Coote speaks, his tone inflexible as metal: “Woman. Will you tell me once and for all how and why you came to transport weapons for the traitors we have hanged?”
“I will,” says she, simply. Coote finds his writing hand begin to shake.
“A year ago I received word at the market that wee Betty had been sold away to a ship’s captain, trading in tobacco. Like my Moya, Betty was taken to be reared for some officer’s concubine. Things are heating up, sir, is what I hear. All throughout the colonies, they say, there are objections on the part of bondspeople of every sort. The more objections, the more officers required, is what they say. The more officers away from their powdered wives and pampered children, the more of our own lively young they look for to wind in satin and lay on beds under damask canopies, where spiders nest all winter long, and birds fly through the open casements to eat them up come summer. My husband’s last words to me told me how to do my part. ‘Heaven lies under a mother’s feet,’ he said.
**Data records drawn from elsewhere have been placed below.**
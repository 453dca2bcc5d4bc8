use std::path::{Path, PathBuf};

use serde::Deserialize;

use crate::action::Action;
use crate::execution_plan::{Applied, ExecutionReport, RunContext};
use crate::polkadots_error::CopyError;

/// Copy a file out of the dotfile repository instead of linking it, for
/// destinations where a symlink will not do. Existing destination files are
/// skipped with a warning unless `overwrite` is set.
#[derive(Debug, Clone, Deserialize)]
pub struct CopyAction {
    pub source: String,
    pub destination: String,
    #[serde(default)]
    pub dir_mode: bool,
    #[serde(default)]
    pub overwrite: bool,
}

impl Action for CopyAction {
    fn short_description(&self) -> String {
        format!("Copy {} -> {}", self.source, self.destination)
    }

    fn execute(&self, ctx: &RunContext, report: &mut ExecutionReport) {
        let source = ctx.repo.resolve(&self.source);
        if !source.exists() {
            report.record(
                self.short_description(),
                Err(CopyError::SourceNotFound(source).into()),
            );
            return;
        }
        let destination = ctx.repo.resolve(&self.destination);
        let files = if self.dir_mode {
            match direct_children(&source) {
                Ok(files) => files,
                Err(e) => {
                    report.record(self.short_description(), Err(e.into()));
                    return;
                }
            }
        } else {
            vec![source]
        };
        for file in files {
            let target = if destination.is_dir() {
                file.file_name()
                    .map(|name| destination.join(name))
                    .unwrap_or_else(|| destination.clone())
            } else {
                destination.clone()
            };
            let description = format!("Copy {} -> {}", file.display(), target.display());
            if target.exists() && !self.overwrite {
                log::warn!(
                    "Skipping {} because overwrite is false and it exists in the destination",
                    file.display()
                );
                report.record(description, Ok(Applied::SkippedExisting));
                continue;
            }
            let outcome = std::fs::copy(&file, &target)
                .map(|_| Applied::Copied)
                .map_err(|e| CopyError::Io(target, e).into());
            report.record(description, outcome);
        }
    }
}

fn direct_children(source: &Path) -> Result<Vec<PathBuf>, CopyError> {
    if !source.is_dir() {
        return Err(CopyError::NotADirectory(source.to_path_buf()));
    }
    let entries = source
        .read_dir()
        .map_err(|e| CopyError::Io(source.to_path_buf(), e))?;
    let mut files = Vec::new();
    for entry in entries {
        let entry = entry.map_err(|e| CopyError::Io(source.to_path_buf(), e))?;
        files.push(entry.path());
    }
    files.sort();
    Ok(files)
}

#[cfg(test)]
mod tests {
    use super::*;
    use crate::config::DotfileRepo;
    use crate::file_ops::ConflictPolicy;
    use pretty_assertions::assert_eq;
    use std::fs;
    use tempfile::TempDir;

    fn run(action: &CopyAction, repo_root: &std::path::Path) -> ExecutionReport {
        let ctx = RunContext {
            repo: DotfileRepo::from(repo_root.to_path_buf()),
            policy: ConflictPolicy::Skip,
        };
        let mut report = ExecutionReport::default();
        action.execute(&ctx, &mut report);
        report
    }

    #[test]
    fn test_copy_file() {
        let tmp = TempDir::new().unwrap();
        fs::write(tmp.path().join("conf"), b"data").unwrap();
        let dst = tmp.path().join("out");
        let action = CopyAction {
            source: "conf".to_string(),
            destination: dst.display().to_string(),
            dir_mode: false,
            overwrite: false,
        };
        let report = run(&action, tmp.path());
        assert!(report.is_success());
        assert_eq!(fs::read_to_string(&dst).unwrap(), "data");
    }

    #[test]
    fn test_copy_skips_existing_without_overwrite() {
        let tmp = TempDir::new().unwrap();
        fs::write(tmp.path().join("conf"), b"new").unwrap();
        let dst = tmp.path().join("out");
        fs::write(&dst, b"old").unwrap();
        let action = CopyAction {
            source: "conf".to_string(),
            destination: dst.display().to_string(),
            dir_mode: false,
            overwrite: false,
        };
        let report = run(&action, tmp.path());
        assert!(report.is_success());
        assert!(matches!(
            report.results()[0].outcome,
            Ok(Applied::SkippedExisting)
        ));
        assert_eq!(fs::read_to_string(&dst).unwrap(), "old");
    }

    #[test]
    fn test_copy_overwrites_when_asked() {
        let tmp = TempDir::new().unwrap();
        fs::write(tmp.path().join("conf"), b"new").unwrap();
        let dst = tmp.path().join("out");
        fs::write(&dst, b"old").unwrap();
        let action = CopyAction {
            source: "conf".to_string(),
            destination: dst.display().to_string(),
            dir_mode: false,
            overwrite: true,
        };
        let report = run(&action, tmp.path());
        assert!(report.is_success());
        assert_eq!(fs::read_to_string(&dst).unwrap(), "new");
    }

    #[test]
    fn test_copy_dir_mode_into_directory() {
        let tmp = TempDir::new().unwrap();
        fs::create_dir(tmp.path().join("bundle")).unwrap();
        fs::write(tmp.path().join("bundle/a"), b"a").unwrap();
        fs::write(tmp.path().join("bundle/b"), b"b").unwrap();
        let dst = tmp.path().join("out");
        fs::create_dir(&dst).unwrap();
        let action = CopyAction {
            source: "bundle".to_string(),
            destination: dst.display().to_string(),
            dir_mode: true,
            overwrite: false,
        };
        let report = run(&action, tmp.path());
        assert!(report.is_success());
        assert_eq!(report.len(), 2);
        assert_eq!(fs::read_to_string(dst.join("a")).unwrap(), "a");
        assert_eq!(fs::read_to_string(dst.join("b")).unwrap(), "b");
    }

    #[test]
    fn test_copy_missing_source() {
        let tmp = TempDir::new().unwrap();
        let action = CopyAction {
            source: "absent".to_string(),
            destination: tmp.path().join("out").display().to_string(),
            dir_mode: false,
            overwrite: false,
        };
        let report = run(&action, tmp.path());
        assert!(!report.is_success());
    }
}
“Aye, I know ’twill be long after my own Betty’s teeth have fallen from growing her own young—for that’s the fate of women, sir—before enough objections will rise up to make a wall of sound. Still. The more I sat at the market among those whisperings and whimpers, jokes and taunts, complaints and blame, hatred and scandal, apparitions and histories and plans, the more I weaned myself off of the rum. Because I began to hear patterns—no, a patchwork—not of meaning so much as surges of feelings, callings, desires, that make up our lives. Patchwork patterns of a freedom I, and perhaps you, have never known.”